Sofrer com cólicas menstruais terríveis, que chegam a impossibilitar os estudos e o trabalho. Sentir dores também na relação sexual, que aumentam com o passar dos anos, a ponto do sexo se tornar um motivo de angústia e não de prazer. Esses são os sintomas mais típicos da endometriose, uma condição crônica que afeta entre 10 a 15% de todas as mulheres, especialmente no período reprodutivo.
Agora imagine sentir essas dores por nove anos antes de se chegar a um diagnóstico. De acordo com um estudo publicado mês passado na revista científica The Lancet, uma das mais prestigiadas do mundo, essa é a média de tempo que leva até uma mulher receber o diagnóstico da doença. A pesquisa mostra que 78% delas viveram situações em que um ou mais médicos negligenciaram os relatos dos sintomas – dizendo que elas estavam exagerando ou comentários similares (um aumento em relação à pesquisa anterior feita em 2020) – e 70% passaram por cinco ou mais consultas antes de saberem qual era o motivo de tanta dor.
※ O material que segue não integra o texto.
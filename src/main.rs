use oscillating_point_rs::export::write_html;
use oscillating_point_rs::figure::build_figure;
use oscillating_point_rs::oscillation::run_sweep;
use oscillating_point_rs::ui::print_banner;
use oscillating_point_rs::ui::progress::{ProgressManager, templates};
use oscillating_point_rs::utils::consts::{
    DEFAULT_AMPLITUDE, DEFAULT_DURATION_FACTOR, OUTPUT_FILENAME, SWEEP_FREQ_MAX, SWEEP_FREQ_MIN,
    SWEEP_STEPS,
};
use oscillating_point_rs::utils::logging::init_logging;
use std::path::Path;

fn main() {
    init_logging();
    print_banner();

    tracing::info!(
        "Sweeping {} frequencies in [{}, {}] (amplitude {}, duration factor {})",
        SWEEP_STEPS,
        SWEEP_FREQ_MIN,
        SWEEP_FREQ_MAX,
        DEFAULT_AMPLITUDE,
        DEFAULT_DURATION_FACTOR
    );

    let progress_manager = ProgressManager::new();
    if let Err(err) =
        progress_manager.create_bar("sweep", SWEEP_STEPS as u64, templates::SWEEP, "")
    {
        tracing::warn!("Progress bar unavailable: {}", err);
    }

    let sweep = match run_sweep(DEFAULT_AMPLITUDE, DEFAULT_DURATION_FACTOR, |frequency| {
        let _ = progress_manager.set_message("sweep", &format!("f = {}", frequency));
        let _ = progress_manager.inc("sweep", 1);
    }) {
        Ok(sweep) => sweep,
        Err(err) => {
            tracing::error!("Frame generation failed: {}", err);
            std::process::exit(1);
        }
    };
    progress_manager.finish_all();

    tracing::info!(
        "Generated {} frames across {} frequency groups",
        sweep.frames.len(),
        sweep.groups.len()
    );

    let figure = build_figure(&sweep);

    if let Err(err) = write_html(&figure, Path::new(OUTPUT_FILENAME)) {
        eprintln!("Export failed: {}", err);
        std::process::exit(1);
    }

    println!(
        "✅ Visualization saved as '{}'. Open this file in a web browser to view it.",
        OUTPUT_FILENAME
    );
}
Também é alarmante a constatação dos pesquisadores de que 20% das pacientes realizaram mais de 10 consultas ginecológicas até que pudessem dar um nome a seu sofrimento – e, portanto, obter o tratamento necessário.
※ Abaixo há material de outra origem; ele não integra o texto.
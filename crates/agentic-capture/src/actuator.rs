//! Acting on page elements with one fallback for ambiguous locators.

use crate::driver::PageHandle;
use crate::error::ActionError;
use crate::types::{Locator, UiAction};

/// Performs `action` on the element `locator` resolves to.
///
/// The first attempt is strict. If the locator matched several elements the
/// action is retried exactly once against the first match; a failure there is
/// reported as [`ActionError::AmbiguousTargetFailed`]. Any other failure is
/// returned as-is without a retry.
pub async fn act(
    page: &dyn PageHandle,
    locator: &Locator,
    action: &UiAction,
) -> Result<(), ActionError> {
    if locator.is_empty() {
        return Err(ActionError::TargetNotFound(locator.to_string()));
    }

    match page.perform(locator, None, action).await {
        Ok(()) => Ok(()),
        Err(ActionError::StrictViolation { count, .. }) => {
            tracing::debug!(%locator, count, action = action.name(), "Ambiguous locator, using first match");
            page.perform(locator, Some(0), action)
                .await
                .map_err(|e| ActionError::AmbiguousTargetFailed {
                    locator: locator.to_string(),
                    matches: count,
                    reason: e.to_string(),
                })
        }
        Err(e) => Err(e),
    }
}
Esse atraso tem impactos profundos, pois a convivência com dores crônicas e cíclicas afeta as relações com os parceiros, a trajetória profissional, e também a vida social. Além disso, a ausência de uma intervenção adequada ocasiona uma piora dos sintomas, dificulta o tratamento e pode levar a danos permanentes, que incluem a infertilidade.
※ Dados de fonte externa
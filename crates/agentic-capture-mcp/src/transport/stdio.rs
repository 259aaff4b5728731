//! Stdio transport: JSON-RPC on stdin/stdout, plus resource-change
//! notifications whenever the artifact store is written.

use agentic_capture::StoreEvent;
use tokio::io::{AsyncBufRead, AsyncBufReadExt, AsyncWrite, AsyncWriteExt, BufReader};
use tokio::sync::broadcast::error::RecvError;

use crate::protocol::ProtocolHandler;
use crate::types::{resource_list_changed, McpError, McpResult, RequestId};

use super::framing;

pub struct StdioTransport {
    handler: ProtocolHandler,
}

impl StdioTransport {
    pub fn new(handler: ProtocolHandler) -> Self {
        Self { handler }
    }

    pub async fn run(&self) -> McpResult<()> {
        let reader = BufReader::new(tokio::io::stdin());
        let writer = tokio::io::stdout();
        self.serve(reader, writer).await
    }

    /// Serves until the reader hits EOF. Requests are handled one at a time;
    /// notifications queued while a request runs are written after its response.
    pub async fn serve<R, W>(&self, reader: R, mut writer: W) -> McpResult<()>
    where
        R: AsyncBufRead + Unpin,
        W: AsyncWrite + Unpin,
    {
        let mut lines = reader.lines();
        let mut events = self.handler.session().store().subscribe();
        tracing::info!("Stdio transport started");

        loop {
            tokio::select! {
                line = lines.next_line() => {
                    let Some(line) = line.map_err(McpError::Io)? else {
                        tracing::info!("EOF on stdin, shutting down");
                        break;
                    };
                    if line.trim().is_empty() {
                        continue;
                    }
                    self.handle_line(&line, &mut writer).await?;
                }
                event = events.recv() => match event {
                    Ok(StoreEvent::Added { name }) => {
                        tracing::debug!(%name, "Announcing new artifact");
                        write(&mut writer, &resource_list_changed()).await?;
                    }
                    Err(RecvError::Lagged(skipped)) => {
                        tracing::debug!(skipped, "Store events lagged");
                        write(&mut writer, &resource_list_changed()).await?;
                    }
                    Err(RecvError::Closed) => {
                        events = self.handler.session().store().subscribe();
                    }
                },
            }
        }
        Ok(())
    }

    async fn handle_line<W: AsyncWrite + Unpin>(&self, line: &str, writer: &mut W) -> McpResult<()> {
        match framing::parse_message(line) {
            Ok(msg) => {
                if let Some(response) = self.handler.handle_message(msg).await {
                    write(writer, &response).await?;
                }
            }
            Err(e) => {
                tracing::warn!(error = %e, "Unparseable message");
                write(writer, &e.reply(RequestId::Null)).await?;
            }
        }
        Ok(())
    }
}

async fn write<W: AsyncWrite + Unpin>(writer: &mut W, value: &impl serde::Serialize) -> McpResult<()> {
    let framed = framing::frame_message(value)?;
    writer.write_all(framed.as_bytes()).await.map_err(McpError::Io)?;
    writer.flush().await.map_err(McpError::Io)
}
Embora o estudo tenha sido realizado no Reino Unido, onde a medicina é praticada de maneira diferente daqui, uma vez que a primeira avaliação da paciente é realizada por um clínico geral e não pelo ginecologista, a situação brasileira também preocupa. Uma pesquisa realizada pela Universidade Federal de São Paulo (Unifesp) constatou uma média de cinco anos até que a mulher receba o diagnóstico da doença – melhor que no exterior, mas ainda assim inquietante.
As causas da endometriose ainda são desconhecidas. Ela acontece quando o tecido que reveste o útero, chamado endométrio (aquele que descama durante a menstruação), cresce em outros lugares do corpo. Isso pode acontecer no peritônio (membrana que reveste os órgãos abdominais), nos ovários (criando cistos conhecidos como endometriomas) ou em estruturas profundas, como ligamentos do útero, ureter, bexiga e intestino. Pode existir também uma condição semelhante, chamada adenomiose, em que a lesão se encontra dentro da parede do útero.
Com tantos locais de implantação e diferentes graus de comprometimento, a endometriose é uma doença que apresenta uma gama de sintomas bastante diversa e com graus variados. Além das cólicas extremamente dolorosas e das dores na relação sexual, podem existir ainda sangramentos urinários e/ou intestinais durante a menstruação, além da infertilidade.
É inaceitável que, ainda nos dias de hoje, com a quantidade de informação disponível, tantas mulheres sejam taxadas de caprichosas ou subestimadas quando estão relatando seus incômodos. O estudo serve de alerta para os médicos, de que é fundamental manter sempre os ouvidos bastante atentos às queixas das pacientes. Mas o sinal de atenção também vale para as próprias mulheres, para que tenham consciência de que dor não é normal – precisa ser averiguada e investigada para minimizar o sofrimento, físico e psicológico, e evitar maiores consequências futuras.